Semantic type vs. contextual role • Mr Woods sentenced Bailey to seven years | life imprisonment PATTERN:[[Human 1]] sentence [[Human 2]] {to [[Time Period | Punishment]]} • Semantic type: [[Human]] • Contextual roles: [[Human 1 = Judge]], [[Human 2 = Convicted Criminal]], seven years [Time Period = Punishment in jail]] • Semantic type is an intrinsic semantic property of a lexical item. • Contextual role is extrinsic; the meaning is imposed (activated, selected) by the context in which the word is used.
Exploitations • People don’t just say the same thing, using the same words repeatedly. • They also exploit normal usage in order to say new things, or in order to say old things in new and interesting ways. • Exploitations include: 1) anomalous arguments; metaphor and other figures of speech, 2) ellipsis, word creation. • Exploitations are a form of linguistic creativity.

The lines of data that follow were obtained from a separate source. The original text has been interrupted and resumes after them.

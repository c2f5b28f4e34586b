//! In-process fakes for exercising the handlers.

use std::collections::{HashMap, HashSet};
use std::sync::Arc;
use std::sync::atomic::{AtomicBool, AtomicI32, Ordering};
use std::time::Duration;

use async_trait::async_trait;
use chrono::{DateTime, Utc};
use dashmap::DashMap;
use futures::future::BoxFuture;
use parking_lot::Mutex;
use teloxide::types::{ChatId, MessageId, UserId};

use super::{
    GateSettings, Gatekeeper, GatewayError, MemberRole, Membership, MessagingGateway,
    OutgoingMessage, StoreError, TextProvider, Timer, UnmuteControls, VerificationStore,
};

pub const BOT_ID: UserId = UserId(1);

/// A gateway call as observed by [`FakeGateway`].
#[derive(Debug, Clone, PartialEq, Eq)]
pub enum Call {
    Send { chat: ChatId, message: OutgoingMessage },
    Delete { chat: ChatId, message: MessageId },
    Restrict { chat: ChatId, member: UserId, can_send: bool, until: Option<DateTime<Utc>> },
    Expel { chat: ChatId, member: UserId },
    LiftExpulsion { chat: ChatId, member: UserId },
    Membership { chat: ChatId, member: UserId },
    Acknowledge { query_id: String, text: Option<String> },
    Leave { chat: ChatId },
}

/// Gateway that records calls and fails on demand.
pub struct FakeGateway {
    calls: Mutex<Vec<Call>>,
    next_message_id: AtomicI32,
    roles: Mutex<HashMap<(i64, u64), MemberRole>>,
    restrict_error: Mutex<Option<GatewayError>>,
    send_error: Mutex<Option<GatewayError>>,
    delete_error: Mutex<Option<GatewayError>>,
    expel_error: Mutex<Option<GatewayError>>,
}

impl FakeGateway {
    pub fn new() -> Self {
        Self {
            calls: Mutex::new(Vec::new()),
            next_message_id: AtomicI32::new(1000),
            roles: Mutex::new(HashMap::new()),
            restrict_error: Mutex::new(None),
            send_error: Mutex::new(None),
            delete_error: Mutex::new(None),
            expel_error: Mutex::new(None),
        }
    }

    pub fn set_role(&self, chat: ChatId, member: UserId, role: MemberRole) {
        self.roles.lock().insert((chat.0, member.0), role);
    }

    pub fn fail_restrict(&self, err: GatewayError) {
        *self.restrict_error.lock() = Some(err);
    }

    pub fn fail_send(&self, err: GatewayError) {
        *self.send_error.lock() = Some(err);
    }

    pub fn fail_delete(&self, err: GatewayError) {
        *self.delete_error.lock() = Some(err);
    }

    pub fn fail_expel(&self, err: GatewayError) {
        *self.expel_error.lock() = Some(err);
    }

    pub fn calls(&self) -> Vec<Call> {
        self.calls.lock().clone()
    }

    pub fn clear(&self) {
        self.calls.lock().clear();
    }

    pub fn sent(&self) -> Vec<OutgoingMessage> {
        self.calls()
            .into_iter()
            .filter_map(|c| match c {
                Call::Send { message, .. } => Some(message),
                _ => None,
            })
            .collect()
    }

    pub fn deleted(&self) -> Vec<MessageId> {
        self.calls()
            .into_iter()
            .filter_map(|c| match c {
                Call::Delete { message, .. } => Some(message),
                _ => None,
            })
            .collect()
    }

    pub fn restrictions(&self) -> Vec<(UserId, bool, Option<DateTime<Utc>>)> {
        self.calls()
            .into_iter()
            .filter_map(|c| match c {
                Call::Restrict { member, can_send, until, .. } => Some((member, can_send, until)),
                _ => None,
            })
            .collect()
    }

    pub fn left(&self) -> bool {
        self.calls().iter().any(|c| matches!(c, Call::Leave { .. }))
    }

    fn record(&self, call: Call) {
        self.calls.lock().push(call);
    }
}

#[async_trait]
impl MessagingGateway for FakeGateway {
    async fn send_message(
        &self,
        chat: ChatId,
        message: OutgoingMessage,
    ) -> Result<MessageId, GatewayError> {
        self.record(Call::Send { chat, message });
        if let Some(err) = self.send_error.lock().clone() {
            return Err(err);
        }
        Ok(MessageId(self.next_message_id.fetch_add(1, Ordering::SeqCst)))
    }

    async fn delete_message(&self, chat: ChatId, message: MessageId) -> Result<(), GatewayError> {
        self.record(Call::Delete { chat, message });
        match self.delete_error.lock().clone() {
            Some(err) => Err(err),
            None => Ok(()),
        }
    }

    async fn restrict_member(
        &self,
        chat: ChatId,
        member: UserId,
        can_send: bool,
        until: Option<DateTime<Utc>>,
    ) -> Result<(), GatewayError> {
        self.record(Call::Restrict { chat, member, can_send, until });
        match self.restrict_error.lock().clone() {
            Some(err) => Err(err),
            None => Ok(()),
        }
    }

    async fn expel_member(&self, chat: ChatId, member: UserId) -> Result<(), GatewayError> {
        self.record(Call::Expel { chat, member });
        match self.expel_error.lock().clone() {
            Some(err) => Err(err),
            None => Ok(()),
        }
    }

    async fn lift_expulsion(&self, chat: ChatId, member: UserId) -> Result<(), GatewayError> {
        self.record(Call::LiftExpulsion { chat, member });
        Ok(())
    }

    async fn membership(&self, chat: ChatId, member: UserId) -> Result<Membership, GatewayError> {
        self.record(Call::Membership { chat, member });
        let role = self
            .roles
            .lock()
            .get(&(chat.0, member.0))
            .copied()
            .unwrap_or(MemberRole::Member);
        Ok(Membership { role })
    }

    async fn acknowledge_click(
        &self,
        query_id: &str,
        text: Option<String>,
    ) -> Result<(), GatewayError> {
        self.record(Call::Acknowledge {
            query_id: query_id.to_string(),
            text,
        });
        Ok(())
    }

    async fn leave_chat(&self, chat: ChatId) -> Result<(), GatewayError> {
        self.record(Call::Leave { chat });
        Ok(())
    }
}

#[derive(Debug, Default, Clone)]
struct ChatEntry {
    welcome: Option<String>,
    pending: HashSet<u64>,
}

/// Store kept in memory, with an optional write failure switch.
#[derive(Default)]
pub struct MemoryStore {
    chats: DashMap<i64, ChatEntry>,
    fail_writes: AtomicBool,
}

impl MemoryStore {
    pub fn new() -> Self {
        Self::default()
    }

    pub fn fail_writes(&self) {
        self.fail_writes.store(true, Ordering::SeqCst);
    }

    pub fn has_record(&self, chat: ChatId) -> bool {
        self.chats.contains_key(&chat.0)
    }

    pub fn pending_members(&self, chat: ChatId) -> Vec<UserId> {
        let mut members: Vec<UserId> = self
            .chats
            .get(&chat.0)
            .map(|e| e.pending.iter().copied().map(UserId).collect())
            .unwrap_or_default();
        members.sort_by_key(|m| m.0);
        members
    }

    fn check_writable(&self) -> Result<(), StoreError> {
        if self.fail_writes.load(Ordering::SeqCst) {
            return Err(StoreError::Malformed("injected write failure".to_string()));
        }
        Ok(())
    }
}

#[async_trait]
impl VerificationStore for MemoryStore {
    async fn upsert_welcome_message(&self, chat: ChatId, text: &str) -> Result<(), StoreError> {
        self.check_writable()?;
        self.chats.entry(chat.0).or_default().welcome = Some(text.to_string());
        Ok(())
    }

    async fn add_pending(&self, chat: ChatId, member: UserId) -> Result<(), StoreError> {
        self.check_writable()?;
        self.chats.entry(chat.0).or_default().pending.insert(member.0);
        Ok(())
    }

    async fn remove_pending(&self, chat: ChatId, member: UserId) -> Result<(), StoreError> {
        self.check_writable()?;
        if let Some(mut entry) = self.chats.get_mut(&chat.0) {
            entry.pending.remove(&member.0);
        }
        Ok(())
    }

    async fn is_pending(&self, chat: ChatId, member: UserId) -> Result<bool, StoreError> {
        Ok(self
            .chats
            .get(&chat.0)
            .is_some_and(|e| e.pending.contains(&member.0)))
    }

    async fn welcome_message(&self, chat: ChatId) -> Result<Option<String>, StoreError> {
        Ok(self.chats.get(&chat.0).and_then(|e| e.welcome.clone()))
    }
}

/// Timer that holds tasks until the test fires them.
#[derive(Default)]
pub struct ManualTimer {
    armed: Mutex<Vec<(Duration, BoxFuture<'static, ()>)>>,
}

impl ManualTimer {
    pub fn new() -> Self {
        Self::default()
    }

    pub fn delays(&self) -> Vec<Duration> {
        self.armed.lock().iter().map(|(d, _)| *d).collect()
    }

    /// Run every armed task to completion.
    pub async fn fire_all(&self) {
        let tasks: Vec<_> = self.armed.lock().drain(..).collect();
        for (_, task) in tasks {
            task.await;
        }
    }
}

impl Timer for ManualTimer {
    fn arm(&self, delay: Duration, task: BoxFuture<'static, ()>) {
        self.armed.lock().push((delay, task));
    }
}

/// Renders `key` followed by `|name=value` for each parameter.
pub struct EchoText;

impl TextProvider for EchoText {
    fn render(&self, key: &str, params: &[(&str, &str)]) -> String {
        let mut out = key.to_string();
        for (name, value) in params {
            out.push_str(&format!("|{name}={value}"));
        }
        out
    }
}

pub struct Harness {
    pub gateway: Arc<FakeGateway>,
    pub store: Arc<MemoryStore>,
    pub timer: Arc<ManualTimer>,
    pub gatekeeper: Gatekeeper,
}

impl Harness {
    pub fn new() -> Self {
        let gateway = Arc::new(FakeGateway::new());
        let store = Arc::new(MemoryStore::new());
        let timer = Arc::new(ManualTimer::new());
        let text: Arc<dyn TextProvider> = Arc::new(EchoText);

        let gatekeeper = Gatekeeper {
            gateway: gateway.clone(),
            store: store.clone(),
            text: text.clone(),
            controls: Arc::new(UnmuteControls::new(text)),
            timer: timer.clone(),
            settings: GateSettings::new(BOT_ID),
        };

        Self {
            gateway,
            store,
            timer,
            gatekeeper,
        }
    }
}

Exploitation type 1: Anomalous arguments • A rally driver urging his car through the forest • Normally, you urge someone (e.g. a politician) to do something OR you urge a horse (not a car) in a certain direction
Exploitation type 2: Metaphor • The uninspiring, fragment-bearing wind that blows through much of Eliot's poetry
Norms and exploitations • We need a theory (and a procedure) that distinguishes the normal, conventional, idiomatic phraseology of each word from exploitations of those phraseological norms.
The biggest challenges currently facing CPA • Finding quick, efficient, reliable, automatic or semi-automatic ways of populating the lexical sets. • Distinguishing patterns from “the general much of goings on”. • Predicting patterns by computational analysis of data, for verbs not yet analysed. • Dealing with freshly created metaphors and other exploitations.
How is CPA different from FrameNet? CPA: • finds syntagmatic criteria (patterns) for distinguishing different meanings of polysemous words, in a “semantically shallow” way; • proceeds word by word; • When a verb has been analysed, the patterns are ready for use. FrameNet: • proceeds frame by frame, not word by word; • analyses situations in terms of frame elements; • does not explicitly study meaning differences of polysemous words; • does not analyse corpus data systematically, but goes fishing in corpora for examples in support of hypotheses; • has no established inventory of frames; • has no criteria for completeness of a lexical entry.
Goals of CPA • To create an inventory of semantically motivated syntagmatic patterns, so as to reduce the ‘lexical entropy’ of each word. • A benchmark for assigning meaning to patterns in previously unseen, untagged text • To develop procedures for populating lexical sets by computational cluster analysis of text corpora. • To collect evidence for the principles that govern the exploitations of norms.